Five Problems with Biden’s Student Loan Forgiveness Plan (And What To Do About Them)

The Biden administration just announced its long-anticipated student loan forgiveness plan. The plan would forgive $10,000 for borrowers making less than $125,000 per year ($250,000 if married) and $20,000 for Pell grant recipients. On the bright side, the Biden plan could have been worse, such as wiping out all debt with no income restrictions. But that’s about the best thing to say about this plan.

We at the Texas Public Policy Foundation recently released a report documenting 18 reasons why student loan forgiveness like this is a mistake (Minding the Campus serialized much of the report, grouping the reasons into logical and rhetorical, educational, economic, moral, political, and legal problems).

Now that the Biden administration has announced its plan, the five worst problems are as follows:

It is expensive

This plan will likely cost at least $300 billion dollars, though as details trickle out, this number will increase (e.g., the plan includes provisions not included in the original estimate such as $20,000 in forgiveness for Pell grant recipients and the inclusion of Parent PLUS loans).

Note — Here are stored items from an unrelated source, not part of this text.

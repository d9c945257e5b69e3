//! BoneDot rig backend
//!
//! Turns armatures into `.bdsket` export records:
//!
//! - [`skeleton`]: rest bones flattened to 2D head/tail/angle records
//! - [`pose`]: baked pose sampling with run-length key compression
//! - [`mesh_export`]: child mesh geometry, UVs, weights and texture paths
//! - [`export`]: per-selection assembly into an [`ExportDocument`]
//!
//! The host is reached through two traits. [`RigScene`] gives read access to
//! objects, world matrices, images and actions; [`AnimationHost`] drives the
//! current frame, active action, baking and pose evaluation. Sampling wraps
//! the host in a [`FrameGuard`], which puts the frame and active action back
//! on every exit path.
//!
//! [`DocumentHost`] implements both traits on a [`SceneDocument`].
//!
//! # Example
//!
//! ```
//! use bonedot_backend_rig::{DocumentHost, Exporter};
//! use bonedot_spec::scene::{ArmatureData, BoneData, ObjectKind, SceneDocument, SceneObject};
//!
//! let mut rig = SceneObject::new("rig", ObjectKind::Armature);
//! rig.armature = Some(ArmatureData {
//!     bones: vec![BoneData {
//!         name: "root".to_string(),
//!         parent: None,
//!         head_local: [0.0, 0.0, 0.0],
//!         tail_local: [0.0, 1.0, 0.0],
//!     }],
//! });
//! let mut host = DocumentHost::new(SceneDocument {
//!     objects: vec![rig],
//!     ..Default::default()
//! });
//!
//! let (doc, report) = Exporter::default().export(&mut host, &["rig"]).unwrap();
//! assert!(report.ok);
//! assert_eq!(doc.armatures[0].bones[0].angle, 1.570796);
//! ```
//!
//! [`ExportDocument`]: bonedot_spec::ExportDocument
//! [`SceneDocument`]: bonedot_spec::SceneDocument

pub mod document;
pub mod error;
pub mod export;
pub mod guard;
pub mod host;
pub mod mesh_export;
pub mod pose;
pub mod posing;
pub mod skeleton;

pub use document::DocumentHost;
pub use error::{RigError, RigResult};
pub use export::{action_affects_armature, Exporter};
pub use guard::FrameGuard;
pub use host::{baked_action_name, AnimationHost, RigScene, BAKED_SUFFIX};
pub use mesh_export::{export_mesh, texture_refs};
pub use pose::{PoseSampler, TrackBuilder};
pub use skeleton::{armature_skeleton, extract_skeleton};
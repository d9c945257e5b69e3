//! `.bdsket` export assembly.
//!
//! For every selected armature the exporter gathers the child meshes and
//! their textures, the flattened rest skeleton and one sampled animation per
//! action that animates the armature's bones. Selected objects that are not
//! armatures are reported and skipped; the batch keeps going.

use bonedot_spec::scene::{Action, ArmatureData, ObjectKind};
use bonedot_spec::{
    AnimationExport, ArmatureExport, BatchReport, ExportConfig, ExportDocument, MeshExport,
    TextureRef,
};
use tracing::{info, warn};

use crate::error::{RigError, RigResult};
use crate::host::{baked_action_name, AnimationHost, RigScene};
use crate::mesh_export::{export_mesh, texture_refs};
use crate::pose::PoseSampler;
use crate::skeleton::armature_skeleton;

/// True when `action` has an F-curve on `pose.bones["<bone>"]` for a bone
/// of `armature`.
pub fn action_affects_armature(action: &Action, armature: &ArmatureData) -> bool {
    action
        .fcurves
        .iter()
        .filter_map(|curve| curve.pose_bone())
        .any(|bone| armature.bone(bone).is_some())
}

/// Integer frame range of an action, truncated toward zero.
pub fn action_frames(action: &Action) -> (i32, i32) {
    (action.frame_range[0] as i32, action.frame_range[1] as i32)
}

/// Assembles export documents from a host.
#[derive(Debug, Clone, Default)]
pub struct Exporter {
    config: ExportConfig,
}

impl Exporter {
    pub fn new(config: ExportConfig) -> Self {
        Self { config }
    }

    pub fn config(&self) -> &ExportConfig {
        &self.config
    }

    /// Exports every armature in `selection`.
    ///
    /// Fails only when the selection is empty. Per-object failures land in
    /// the returned report and the object is left out of the document.
    pub fn export<H, S>(&self, host: &mut H, selection: &[S]) -> RigResult<(ExportDocument, BatchReport)>
    where
        H: AnimationHost + RigScene + ?Sized,
        S: AsRef<str>,
    {
        if selection.is_empty() {
            return Err(RigError::EmptySelection);
        }

        let mut report = BatchReport::new();
        let mut armatures = Vec::new();
        for name in selection {
            let name = name.as_ref();
            match self.export_armature(host, name) {
                Ok(armature) => {
                    armatures.push(armature);
                    report.finished(name);
                }
                Err(err) => {
                    warn!(object = name, error = %err, "Export skipped object");
                    report.failed_with(name, &err);
                }
            }
        }

        info!(
            armatures = armatures.len(),
            failed = selection.len() - armatures.len(),
            "Export assembled"
        );
        Ok((ExportDocument::new(armatures), report))
    }

    /// Exports a single armature object.
    pub fn export_armature<H>(&self, host: &mut H, name: &str) -> RigResult<ArmatureExport>
    where
        H: AnimationHost + RigScene + ?Sized,
    {
        let (textures, meshes, actions) = self.collect_static(&*host, name)?;
        let bones = armature_skeleton(&*host, name)?;

        let sampler = PoseSampler::new(self.config.epsilon);
        let mut animations = Vec::with_capacity(actions.len());
        for (action, (start, end)) in actions {
            let data = sampler.sample(host, name, &action, start, end)?;
            animations.push(AnimationExport { name: action, data });
        }

        Ok(ArmatureExport {
            name: name.to_string(),
            textures,
            meshes,
            bones,
            animations,
        })
    }

    /// Everything read before any host state changes: textures, meshes and
    /// the actions to sample.
    #[allow(clippy::type_complexity)]
    fn collect_static<S: RigScene + ?Sized>(
        &self,
        scene: &S,
        name: &str,
    ) -> RigResult<(Vec<TextureRef>, Vec<MeshExport>, Vec<(String, (i32, i32))>)> {
        let object = scene
            .object(name)
            .ok_or_else(|| RigError::unknown_object(name))?;
        let armature = match (&object.armature, object.kind) {
            (Some(data), ObjectKind::Armature) => data,
            _ => {
                return Err(RigError::NotAnArmature {
                    object: name.to_string(),
                    kind: object.kind.to_string(),
                })
            }
        };

        let children: Vec<String> = scene
            .children(name)
            .into_iter()
            .filter(|child| child.kind == ObjectKind::Mesh)
            .map(|child| child.name.clone())
            .collect();

        let mut textures = Vec::new();
        let mut meshes = Vec::with_capacity(children.len());
        for child in &children {
            textures.extend(texture_refs(&scene.object_images(child), &self.config.texture_dir));
            meshes.push(export_mesh(scene, child, &self.config.texture_dir)?);
        }

        let all = scene.actions();
        let actions = all
            .iter()
            .filter(|action| action_affects_armature(action, armature))
            // skip copies left behind by an earlier bake
            .filter(|action| {
                !all.iter()
                    .any(|source| baked_action_name(&source.name) == action.name)
            })
            .map(|action| (action.name.clone(), action_frames(action)))
            .collect();

        Ok((textures, meshes, actions))
    }
}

All of that money would have been better spent on well-designed, well-targeted programs like the Pell grant. For context, we spend about $26 billion per year on Pell grants, so the amount being spent on forgiving loans could have financed a decade of Pell grants.

It will exacerbate the student loan debt problem

The ostensible reason forgiveness is needed is because some students have too much debt. This plan will make the problem even worse. First, students will take out even more debt from now on, under the reasonable belief that they won’t have to pay all of it back thanks to future rounds of forgiveness. Second, colleges will respond by raising tuition, since their students are now less price-sensitive. The combined effect of these will be to create even more student loan debt. If your “solution” to a problem makes the problem worse, then it’s not a very good solution.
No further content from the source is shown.